Berkeley link in Costa Rica crash.
Tour organized by Back roads, based in Berkeley ;10 Americans, including guide, perish in woody location
SAN JOSE, COSTA RICA >>
Costa Rican investigators said Monday that strong winds or mechanical problems most likely caused a charter aircraft to crash in woods, killing two crewmembers and 10 U.S. citizens, including families from New York and Florida.
The families from the New York City suburb of Scarsdale and from Belleair, Florida, accounted for nine of the dead and were part of a tour organized by Berkeley-based Backroads. Their American guide was the 10th U.S. victim.
Michael Soto, deputy director of Costa Rica’s Judicial Investigation agency, said strong winds were reported Sunday in the area of the crash and were being looked at as a possible factor in the crash of the Nature Air flight in Guanacaste.
“No possibility can be left out for certain,” Soto said.
Soto said authorities would begin identifying the remains through DNA testing and dental records Tuesday. Forensic workers recovered the bodies from the wooded site Sunday night.
A family in the suburbs of New York City said five of the dead were relatives on vacation. They identified them as Bruce and Irene Steinberg and their sons Matthew, William and Zachary, all of Scarsdale.
Rabbi Jonathan Blake of the Westchester Reform Temple in Scarsdale said in a statement posted on the temple’s Facebook page and emailed to The Associated Press that the Steinbergs were involved in philanthropy and local Jewish groups. “This tragedy hits our community very hard,” Blake wrote.
In St. Petersburg, Florida, Rabbi Jacob Luski of Congregation B’nai Israel said victims’ relatives had informed him that four members of his congregation were also on the plane.
The Morton Plant Hospital in Clearwater, where both of the parents practiced, mourned their loss in a statement Monday.
“We were deeply grieved this morning to learn of the deaths of two beloved members of our team — Drs. Mitchell and Leslie Weiss,” Kris Hoce, president of Morton Plant Hospital, said in the statement. “Their lives and medical skills have touched so many in and around our community, and we are forever grateful to them. Our sympathies go out to their extended family and many friends who are also trying to process this tragic news.”
The hospital said Mitchell Weiss was a vascular and interventional radiologist and Leslie Weiss was a pediatrician.
Their 19-year-old daughter was earning a joint degree at Columbia University and List College, the undergraduate school of the Jewish Theological Seminary of America. List College Dean Shuly Rubin Schwartz told the Daily News of New York that Weiss had emerged as a student leader and ardent environmental activist.
In a statement, Backroads spokeswoman Liz Einbinder said their employee on the flight was Amanda Geissler, a native of Thorp, Wisconsin.
“Aboard the flight were nine Backroads guests, a Backroads Trip Leader and two flight crew members,” the statement said. “A second Nature Air flight carrying Backroads guests and another Trip Leader arrived safely in San Jose.”

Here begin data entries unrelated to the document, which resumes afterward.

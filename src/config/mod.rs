//! Настройки хранилища: значения по умолчанию, необязательный TOML-файл и
//! переменные окружения `ACLSTORE_*`.

use std::{path::Path, time::Duration};

use config::{Config, Environment, File};
use serde::{Deserialize, Serialize};
use thiserror::Error;

use crate::{
    auth::principal::{DEFAULT_LOCAL_REALM, REALM_SZ},
    engine::{CACHED_ACLS, POLL_INTERVAL, WAIT_TIME},
};

/// Префикс переменных окружения.
pub const ENV_PREFIX: &str = "ACLSTORE";

#[derive(Debug, Error)]
pub enum ConfigError {
    #[error("Config source error: {0}")]
    Source(#[from] config::ConfigError),
    #[error("Invalid config value for {field}: {reason}")]
    Invalid { field: &'static str, reason: String },
}

#[derive(Debug, Clone, PartialEq, Eq, Serialize, Deserialize)]
pub struct StoreConfig {
    /// Realm, подставляемый в принципалы без `@realm`.
    pub local_realm: String,
    /// Возраст, после которого чужая блокировка считается брошенной.
    pub stale_lock_secs: u64,
    pub poll_interval_ms: u64,
    /// Предел ожидания блокировки; `None`: ждать бесконечно.
    #[serde(default)]
    pub lock_timeout_ms: Option<u64>,
    pub cache_slots: usize,
}

#[derive(Debug, Default)]
pub struct StoreConfigBuilder {
    local_realm: Option<String>,
    stale_lock_secs: Option<u64>,
    poll_interval_ms: Option<u64>,
    lock_timeout_ms: Option<Option<u64>>,
    cache_slots: Option<usize>,
}

////////////////////////////////////////////////////////////////////////////////
// Собственные методы
////////////////////////////////////////////////////////////////////////////////

impl StoreConfig {
    pub fn builder() -> StoreConfigBuilder {
        StoreConfigBuilder::default()
    }

    /// Загружает настройки из окружения поверх значений по умолчанию.
    pub fn load() -> Result<Self, ConfigError> {
        Self::load_from(None)
    }

    /// Загружает настройки: значения по умолчанию, затем файл `path`
    /// (если он есть), затем `ACLSTORE_*`.
    pub fn load_from(path: Option<&Path>) -> Result<Self, ConfigError> {
        let mut builder = Config::builder()
            .set_default("local_realm", DEFAULT_LOCAL_REALM)?
            .set_default("stale_lock_secs", WAIT_TIME.as_secs() as i64)?
            .set_default("poll_interval_ms", POLL_INTERVAL.as_millis() as i64)?
            .set_default("cache_slots", CACHED_ACLS as i64)?;

        if let Some(path) = path {
            builder = builder.add_source(File::from(path).required(false));
        }

        let cfg = builder
            .add_source(Environment::with_prefix(ENV_PREFIX).try_parsing(true))
            .build()?;

        let settings: Self = cfg.try_deserialize()?;
        settings.validate()?;
        Ok(settings)
    }

    pub fn validate(&self) -> Result<(), ConfigError> {
        if self.local_realm.is_empty() || self.local_realm.len() > REALM_SZ {
            return Err(ConfigError::Invalid {
                field: "local_realm",
                reason: format!("must be 1..={REALM_SZ} bytes"),
            });
        }
        if self.cache_slots == 0 {
            return Err(ConfigError::Invalid {
                field: "cache_slots",
                reason: "must be positive".into(),
            });
        }
        if self.poll_interval_ms == 0 {
            return Err(ConfigError::Invalid {
                field: "poll_interval_ms",
                reason: "must be positive".into(),
            });
        }
        Ok(())
    }

    pub fn stale_after(&self) -> Duration {
        Duration::from_secs(self.stale_lock_secs)
    }

    pub fn poll_interval(&self) -> Duration {
        Duration::from_millis(self.poll_interval_ms)
    }

    pub fn lock_timeout(&self) -> Option<Duration> {
        self.lock_timeout_ms.map(Duration::from_millis)
    }
}

impl StoreConfigBuilder {
    pub fn local_realm(
        mut self,
        realm: impl Into<String>,
    ) -> Self {
        self.local_realm = Some(realm.into());
        self
    }

    pub fn stale_after(
        mut self,
        stale: Duration,
    ) -> Self {
        self.stale_lock_secs = Some(stale.as_secs());
        self
    }

    pub fn poll_interval(
        mut self,
        interval: Duration,
    ) -> Self {
        self.poll_interval_ms = Some(interval.as_millis() as u64);
        self
    }

    pub fn lock_timeout(
        mut self,
        timeout: Duration,
    ) -> Self {
        self.lock_timeout_ms = Some(Some(timeout.as_millis() as u64));
        self
    }

    pub fn wait_forever(mut self) -> Self {
        self.lock_timeout_ms = Some(None);
        self
    }

    pub fn cache_slots(
        mut self,
        slots: usize,
    ) -> Self {
        self.cache_slots = Some(slots);
        self
    }

    pub fn build(self) -> StoreConfig {
        let default = StoreConfig::default();
        StoreConfig {
            local_realm: self.local_realm.unwrap_or(default.local_realm),
            stale_lock_secs: self.stale_lock_secs.unwrap_or(default.stale_lock_secs),
            poll_interval_ms: self.poll_interval_ms.unwrap_or(default.poll_interval_ms),
            lock_timeout_ms: self.lock_timeout_ms.unwrap_or(default.lock_timeout_ms),
            cache_slots: self.cache_slots.unwrap_or(default.cache_slots),
        }
    }
}

////////////////////////////////////////////////////////////////////////////////
// Общие реализации трейтов
////////////////////////////////////////////////////////////////////////////////

impl Default for StoreConfig {
    fn default() -> Self {
        Self {
            local_realm: DEFAULT_LOCAL_REALM.to_string(),
            stale_lock_secs: WAIT_TIME.as_secs(),
            poll_interval_ms: POLL_INTERVAL.as_millis() as u64,
            lock_timeout_ms: None,
            cache_slots: CACHED_ACLS,
        }
    }
}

Mark Noll, women’s basketball coach at the University of Dubuque, said Geissler played point guard for the University of Wisconsin-Stout when he coached there and he last saw her around Thanksgiving.

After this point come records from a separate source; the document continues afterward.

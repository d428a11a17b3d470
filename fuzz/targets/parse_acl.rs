#![no_main]

use aclstore::{auth::Canonicalizer, engine::parse_acl};
use libfuzzer_sys::fuzz_target;

fuzz_target!(|data: &[u8]| {
    let canonicalizer = Canonicalizer::new("EXAMPLE.ORG");
    if let Ok(acl) = parse_acl(data, &canonicalizer) {
        for entry in &acl {
            assert!(acl.contains(entry));
            assert!(!entry.chars().any(char::is_whitespace));
        }
    }
});
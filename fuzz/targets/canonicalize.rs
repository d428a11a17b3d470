#![no_main]

use aclstore::auth::principal::{canonicalize, MAX_CANONICAL_LEN, REALM_SZ};
use arbitrary::Arbitrary;
use libfuzzer_sys::fuzz_target;

#[derive(Debug, Arbitrary)]
struct Input<'a> {
    raw: &'a str,
    realm: &'a str,
}

fuzz_target!(|input: Input<'_>| {
    let mut end = input.realm.len().min(REALM_SZ);
    while !input.realm.is_char_boundary(end) {
        end -= 1;
    }
    let realm = &input.realm[..end];
    if let Some(c) = canonicalize(input.raw, realm) {
        assert!(c.as_str().len() <= MAX_CANONICAL_LEN);
        assert!(!c.as_str().is_empty());
        let _ = c.wildcard_probes();
        let _ = c.to_principal();
    }
});
pub mod store;

pub use store::*;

At a news conference Sunday, Enio Cubillo, director of Costa Rica Civil Aviation, said the Nature Air charter crashed shortly after taking off from Punta Islita on a planned flight to the capital of San Jose.

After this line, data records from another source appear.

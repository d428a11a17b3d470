/// Начальная ёмкость таблицы: вдвое больше типичного размера ACL.
pub const ACL_LEN: usize = 16;

/// Множество записей ACL на открытой адресации с линейным пробированием.
///
/// **ИНВАРИАНТЫ:**
///
/// - `entries <= size / 2` после каждой вставки;
/// - каждая строка хранится не более одного раза;
/// - цепочка пробирования от `hashval(key) % size` до ключа не содержит
///   пустых слотов (удаления нет, поэтому цепочки не рвутся).
///
/// Порядок итерации: порядок бакетов, он меняется при росте таблицы и
/// ничего не гарантирует.
#[derive(Debug, Clone)]
pub struct AclSet {
    tbl: Vec<Option<String>>,
    entries: usize,
}

/// Итератор по записям в порядке бакетов.
pub struct Iter<'a> {
    inner: std::slice::Iter<'a, Option<String>>,
}

////////////////////////////////////////////////////////////////////////////////
// Собственные методы
////////////////////////////////////////////////////////////////////////////////

impl AclSet {
    /// Создаёт пустое множество ёмкостью [`ACL_LEN`].
    pub fn new() -> Self {
        Self::with_capacity(ACL_LEN)
    }

    /// Создаёт пустое множество на `size` бакетов (минимум один).
    pub fn with_capacity(size: usize) -> Self {
        let size = size.max(1);
        let mut tbl = Vec::with_capacity(size);
        tbl.resize_with(size, || None);
        Self { tbl, entries: 0 }
    }

    /// Количество записей.
    pub fn len(&self) -> usize {
        self.entries
    }

    pub fn is_empty(&self) -> bool {
        self.entries == 0
    }

    /// Текущее количество бакетов.
    pub fn capacity(&self) -> usize {
        self.tbl.len()
    }

    /// Добавляет копию `el`. Возвращает `false`, если такая строка уже есть.
    pub fn insert(
        &mut self,
        el: &str,
    ) -> bool {
        if self.entries + 1 > self.tbl.len() >> 1 {
            self.grow();
        }

        let size = self.tbl.len();
        let mut hv = hashval(el) as usize % size;
        while let Some(existing) = &self.tbl[hv] {
            if existing == el {
                return false;
            }
            hv = (hv + 1) % size;
        }

        self.tbl[hv] = Some(el.to_owned());
        self.entries += 1;
        true
    }

    /// Проверяет, содержится ли `el` в множестве.
    pub fn contains(
        &self,
        el: &str,
    ) -> bool {
        let size = self.tbl.len();
        let mut hv = hashval(el) as usize % size;
        while let Some(existing) = &self.tbl[hv] {
            if existing == el {
                return true;
            }
            hv = (hv + 1) % size;
        }
        false
    }

    pub fn iter(&self) -> Iter<'_> {
        Iter {
            inner: self.tbl.iter(),
        }
    }

    /// Удваивает таблицу и заново раскладывает записи по новому модулю.
    fn grow(&mut self) {
        let new_size = self.tbl.len() << 1;
        let mut new_tbl: Vec<Option<String>> = Vec::with_capacity(new_size);
        new_tbl.resize_with(new_size, || None);

        for el in self.tbl.drain(..).flatten() {
            let mut hv = hashval(&el) as usize % new_size;
            while new_tbl[hv].is_some() {
                hv = (hv + 1) % new_size;
            }
            new_tbl[hv] = Some(el);
        }

        self.tbl = new_tbl;
    }
}

/// Хеш строки: `hv ^= (hv << 3) ^ byte` по всем байтам.
///
/// Влияет только на порядок пробирования, а не на корректность.
pub fn hashval(s: &str) -> u32 {
    s.bytes()
        .fold(0u32, |hv, b| hv ^ (hv.wrapping_shl(3) ^ u32::from(b)))
}

////////////////////////////////////////////////////////////////////////////////
// Общие реализации трейтов
////////////////////////////////////////////////////////////////////////////////

impl Default for AclSet {
    fn default() -> Self {
        Self::new()
    }
}

impl<'a> Iterator for Iter<'a> {
    type Item = &'a str;

    fn next(&mut self) -> Option<Self::Item> {
        self.inner.find_map(|slot| slot.as_deref())
    }
}

impl<'a> IntoIterator for &'a AclSet {
    type Item = &'a str;
    type IntoIter = Iter<'a>;

    fn into_iter(self) -> Self::IntoIter {
        self.iter()
    }
}

impl<S: AsRef<str>> FromIterator<S> for AclSet {
    fn from_iter<I: IntoIterator<Item = S>>(iter: I) -> Self {
        let mut set = AclSet::new();
        for el in iter {
            set.insert(el.as_ref());
        }
        set
    }
}

impl<S: AsRef<str>> Extend<S> for AclSet {
    fn extend<I: IntoIterator<Item = S>>(
        &mut self,
        iter: I,
    ) {
        for el in iter {
            self.insert(el.as_ref());
        }
    }
}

Cubillo identified the pilot as Juan Manuel Retana and described him as very experienced. Former Costa Rican President Laura Chinchilla said via Twitter that Retana was her cousin. The co-pilot was identified as Emma Ramos.
Cubillo said the plane flew Sunday morning from San Jose without passengers but was unable to land at Punta Islita because of high winds and diverted to Tambor. When the winds decreased, it landed at Punta Islita without problems, he said.
It took off from Punta Islita with the crew and 10 passengers at 12:10 p.m. and crashed about 10 minutes later. Winds of 20 knots or 23 mph were reported at the time, Cubillo said.